Benefits of Incorporation in Delaware
A corporation enjoys advantages that unincorporated companies do not. Primarily, it cannot be held accountable for an amount of debt greater than the value of the assets that the owners have invested in it. Had the business instead remained a collection of the owners' personal assets, the personal property of the stakeholders could be liquidated to pay the liabilities of the business, if it runs into financial issues. A corporation also allows creditors in the Smyrna area to assess the credit worthiness of the business as a whole rather than that of its owners, allowing the business to acquire loans more easily.

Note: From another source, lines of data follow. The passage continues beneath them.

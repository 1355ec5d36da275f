//! Run Reporter - run status and the append-only run log
//!
//! The reporter is the only channel through which a run's outcome is
//! observable by the host. Each entry is also mirrored to `tracing`.

use chrono::{DateTime, Utc};
use parking_lot::Mutex;
use serde::{Deserialize, Serialize};
use std::sync::Arc;
use tracing::{error, info, warn};

use crate::core::BlockId;

/// Run status
#[derive(Debug, Clone, Copy, PartialEq, Eq, Default, Serialize, Deserialize)]
#[serde(rename_all = "snake_case")]
pub enum RunStatus {
    #[default]
    Idle,
    Running,
    Completed,
    Error,
}

impl RunStatus {
    /// Whether the status ends a run
    pub fn is_terminal(&self) -> bool {
        matches!(self, RunStatus::Completed | RunStatus::Error)
    }
}

/// Log entry levels
#[derive(Debug, Clone, Copy, PartialEq, Eq, Serialize, Deserialize)]
#[serde(rename_all = "snake_case")]
pub enum LogLevel {
    Info,
    Success,
    Error,
}

/// One timestamped log line
#[derive(Debug, Clone, PartialEq, Serialize, Deserialize)]
pub struct LogEntry {
    pub timestamp: DateTime<Utc>,
    pub level: LogLevel,
    pub message: String,
    /// Block the entry describes, if any
    #[serde(skip_serializing_if = "Option::is_none")]
    pub block_id: Option<BlockId>,
}

#[derive(Debug, Default)]
struct RunState {
    status: RunStatus,
    log: Vec<LogEntry>,
    /// Latest timestamp handed out; survives `clear_log`
    last_timestamp: Option<DateTime<Utc>>,
}

/// Shared handle to a pipeline's run status and log
#[derive(Debug, Clone, Default)]
pub struct RunReporter {
    state: Arc<Mutex<RunState>>,
}

impl RunReporter {
    pub fn new() -> Self {
        Self::default()
    }

    /// Current status
    pub fn status(&self) -> RunStatus {
        self.state.lock().status
    }

    /// Copy of the log in append order
    pub fn log(&self) -> Vec<LogEntry> {
        self.state.lock().log.clone()
    }

    pub fn log_len(&self) -> usize {
        self.state.lock().log.len()
    }

    /// Empty the log; status and the pipeline are untouched
    pub fn clear_log(&self) {
        self.state.lock().log.clear();
    }

    /// Atomically move to `Running` unless a run is already in flight.
    ///
    /// Returns `None` without any change when the status is `Running`. The
    /// returned guard closes the run; if it is dropped before
    /// [`RunGuard::finish`], the run is marked as aborted.
    pub(crate) fn try_begin(&self) -> Option<RunGuard> {
        let mut state = self.state.lock();
        if state.status == RunStatus::Running {
            return None;
        }
        state.status = RunStatus::Running;
        Some(RunGuard {
            reporter: self.clone(),
            finished: false,
        })
    }

    /// Set a terminal status and append the closing entry in one step
    fn finish(&self, status: RunStatus, message: String, block_id: Option<BlockId>) {
        let level = match status {
            RunStatus::Error => LogLevel::Error,
            _ => LogLevel::Success,
        };
        let mut state = self.state.lock();
        state.status = status;
        Self::append_locked(&mut state, level, message, block_id);
    }

    /// Close a run that ended without `finish` (cancelled future or panic)
    fn abort(&self) {
        let mut state = self.state.lock();
        if state.status.is_terminal() {
            return;
        }
        state.status = RunStatus::Error;
        Self::append_locked(&mut state, LogLevel::Error, "Pipeline run aborted".to_string(), None);
    }

    pub(crate) fn info(&self, message: impl Into<String>) {
        self.append(LogLevel::Info, message.into(), None);
    }

    pub(crate) fn success(&self, message: impl Into<String>, block_id: Option<BlockId>) {
        self.append(LogLevel::Success, message.into(), block_id);
    }

    fn append(&self, level: LogLevel, message: String, block_id: Option<BlockId>) {
        let mut state = self.state.lock();
        Self::append_locked(&mut state, level, message, block_id);
    }

    fn append_locked(state: &mut RunState, level: LogLevel, message: String, block_id: Option<BlockId>) {
        match level {
            LogLevel::Error => error!(block_id = ?block_id, "{}", message),
            LogLevel::Info | LogLevel::Success => info!(block_id = ?block_id, "{}", message),
        }

        // Wall-clock time can step backwards; keep the log monotonic.
        let now = Utc::now();
        let timestamp = match state.last_timestamp {
            Some(last) if last > now => last,
            _ => now,
        };
        state.last_timestamp = Some(timestamp);

        state.log.push(LogEntry {
            timestamp,
            level,
            message,
            block_id,
        });
    }
}

/// Claim on a running pipeline, released by [`RunGuard::finish`] or on drop
#[must_use = "dropping the guard aborts the run"]
pub(crate) struct RunGuard {
    reporter: RunReporter,
    finished: bool,
}

impl RunGuard {
    /// Close the run with a terminal status and its closing entry
    pub(crate) fn finish(mut self, status: RunStatus, message: impl Into<String>, block_id: Option<BlockId>) {
        self.finished = true;
        self.reporter.finish(status, message.into(), block_id);
    }
}

impl Drop for RunGuard {
    fn drop(&mut self) {
        if !self.finished {
            warn!("pipeline run ended without a terminal status");
            self.reporter.abort();
        }
    }
}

Finally, a corporation's ownership stake is divided into equal slices or "shares" of stock, which make investments in the business much easier to transfer.
Costs of Incorporation
Incorporation comes at a price. First, Delaware might charge a filing fee to process applications for incorporation. Also, the corporation will pay taxes as its own entity. The individual incomes of the owners are still taxed also, and this can mean the same income is taxed twice, known as double taxation. With proper planning and assistance from a local Smyrna lawyer, you can avoid this disadvantage.